Besides that, not much happened today.  She had a bad fussy night.  Every thirty to forty five minutes, she would begin to cry in her sleep.  So, I was up every time to give her the pacifier and try to comfort her.  She is slowing being weaned off her pain medication, fetanyl, which is a pretty strong narcotic.  We think she may have been going through a bit of withdrawal.  She is on a continuous drip of it, but it less than even just a few days ago.  So, we are monitoring it closely.  Now, she is sound asleep and has been since about 12:30.  I was napping with her until Dr.

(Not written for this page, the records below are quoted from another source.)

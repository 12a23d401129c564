use axum::extract::{Path, State};
use axum::http::StatusCode;
use axum::{Extension, Json};
use tracing::{info, warn};
use uuid::Uuid;

use banter_db::models::ChannelRow;
use banter_types::DEFAULT_CHANNEL;
use banter_types::api::CreateChannelRequest;
use banter_types::events::GatewayEvent;
use banter_types::models::Channel;

use crate::auth::{AppState, CurrentIdentity};
use crate::error::ApiError;

/// Normalize a requested channel name: lowercase, keep only `[a-z0-9-]`.
fn sanitize_channel_name(raw: &str) -> String {
    raw.to_lowercase()
        .chars()
        .filter(|c| c.is_ascii_lowercase() || c.is_ascii_digit() || *c == '-')
        .collect()
}

pub async fn get_channels(State(state): State<AppState>) -> Result<Json<Vec<Channel>>, ApiError> {
    let rows = state.db.get_channels()?;
    Ok(Json(rows.into_iter().map(to_channel).collect()))
}

pub async fn create_channel(
    State(state): State<AppState>,
    Extension(CurrentIdentity(identity)): Extension<CurrentIdentity>,
    Json(req): Json<CreateChannelRequest>,
) -> Result<(StatusCode, Json<Channel>), ApiError> {
    let name = sanitize_channel_name(&req.name);
    if name.is_empty() {
        return Err(ApiError::Validation(
            "Channel name must contain letters, numbers, or hyphens.".into(),
        ));
    }

    if state.db.get_channel_by_name(&name)?.is_some() {
        return Err(ApiError::Conflict("Channel already exists".into()));
    }

    let created_by = identity
        .map(|i| i.subject)
        .unwrap_or_else(|| "anonymous".to_string());

    let row = ChannelRow {
        id: Uuid::new_v4().to_string(),
        name,
        description: req.description,
        created_by,
        created_at: crate::now_ms(),
    };
    state.db.insert_channel(&row)?;

    let channel = to_channel(row);
    state.dispatcher.broadcast(GatewayEvent::ChannelCreate {
        channel: channel.clone(),
    });

    Ok((StatusCode::CREATED, Json(channel)))
}

pub async fn delete_channel(
    State(state): State<AppState>,
    Path(channel_id): Path<Uuid>,
    Extension(CurrentIdentity(identity)): Extension<CurrentIdentity>,
) -> Result<Json<serde_json::Value>, ApiError> {
    let Some(identity) = identity else {
        return Err(ApiError::Auth(
            "Must be authenticated to delete channels".into(),
        ));
    };
    if !state.admins.is_admin(Some(&identity)) {
        return Err(ApiError::Auth("Only an admin can delete channels".into()));
    }

    let id = channel_id.to_string();
    let Some(channel) = state.db.get_channel_by_id(&id)? else {
        return Err(ApiError::NotFound("Channel not found".into()));
    };
    if channel.name == DEFAULT_CHANNEL {
        return Err(ApiError::Validation(
            "The general channel cannot be deleted".into(),
        ));
    }

    let moved = state.db.delete_channel(&id, &channel.name)?;
    info!(
        "Deleted channel '{}', moved {} messages to {}",
        channel.name, moved, DEFAULT_CHANNEL
    );

    state.dispatcher.broadcast(GatewayEvent::ChannelDelete {
        id: channel_id,
        name: channel.name,
    });

    Ok(Json(serde_json::json!({ "moved_messages": moved })))
}

fn to_channel(row: ChannelRow) -> Channel {
    Channel {
        id: row.id.parse().unwrap_or_else(|e| {
            warn!("Corrupt channel id '{}': {}", row.id, e);
            Uuid::default()
        }),
        name: row.name,
        description: row.description,
        created_by: row.created_by,
        created_at: chrono::DateTime::from_timestamp_millis(row.created_at).unwrap_or_default(),
    }
}

#[cfg(test)]
mod tests {
    use super::sanitize_channel_name;

    #[test]
    fn lowercases_and_strips() {
        assert_eq!(sanitize_channel_name("My Channel!"), "mychannel");
        assert_eq!(sanitize_channel_name("dev-talk"), "dev-talk");
        assert_eq!(sanitize_channel_name("Rust 2024"), "rust2024");
    }

    #[test]
    fn all_punctuation_collapses_to_empty() {
        assert_eq!(sanitize_channel_name("!!!"), "");
        assert_eq!(sanitize_channel_name("   "), "");
        assert_eq!(sanitize_channel_name("日本語"), "");
    }
}
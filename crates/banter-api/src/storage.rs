use std::path::PathBuf;

use anyhow::Result;
use tokio::fs;
use tracing::info;

/// Disk-backed blob store. Each upload lives as a single flat file at
/// `{dir}/{file_id}`; ids are UUIDs, so names never collide or traverse.
pub struct FileStore {
    dir: PathBuf,
}

impl FileStore {
    pub async fn new(dir: PathBuf) -> Result<Self> {
        fs::create_dir_all(&dir).await?;
        info!("File storage directory: {}", dir.display());
        Ok(Self { dir })
    }

    pub fn path(&self, file_id: &str) -> PathBuf {
        self.dir.join(file_id)
    }

    pub async fn save(&self, file_id: &str, bytes: &[u8]) -> Result<()> {
        fs::write(self.path(file_id), bytes).await?;
        Ok(())
    }

    pub async fn open(&self, file_id: &str) -> Result<fs::File> {
        Ok(fs::File::open(self.path(file_id)).await?)
    }
}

Goldman told the nurses to wake me up so he could give me the news.  He knew I would want to be woken up for that news.

Today was the last day of school for my school.  Sad that I am not there with them right now.  I always cry on the last day of school to say goodbye to kids.  I cry hardest at the ones I had the most struggles with because we worked so hard.  In two years, you become close to a student.  Some of my French students still keep in contact with me, even my guinea pig ones (those from my first year).  Though this is not the situation I would have wanted to keep in contact with my kids, it is neat to see them post on the guest book.  When becoming a teacher, you have big dreams of touching someone's life and actually making a difference.  I hope that I have done that with my kids.  They may not always remember the French grammar and vocabulary that I taught them, but I do hope they have taken something from being in my class.  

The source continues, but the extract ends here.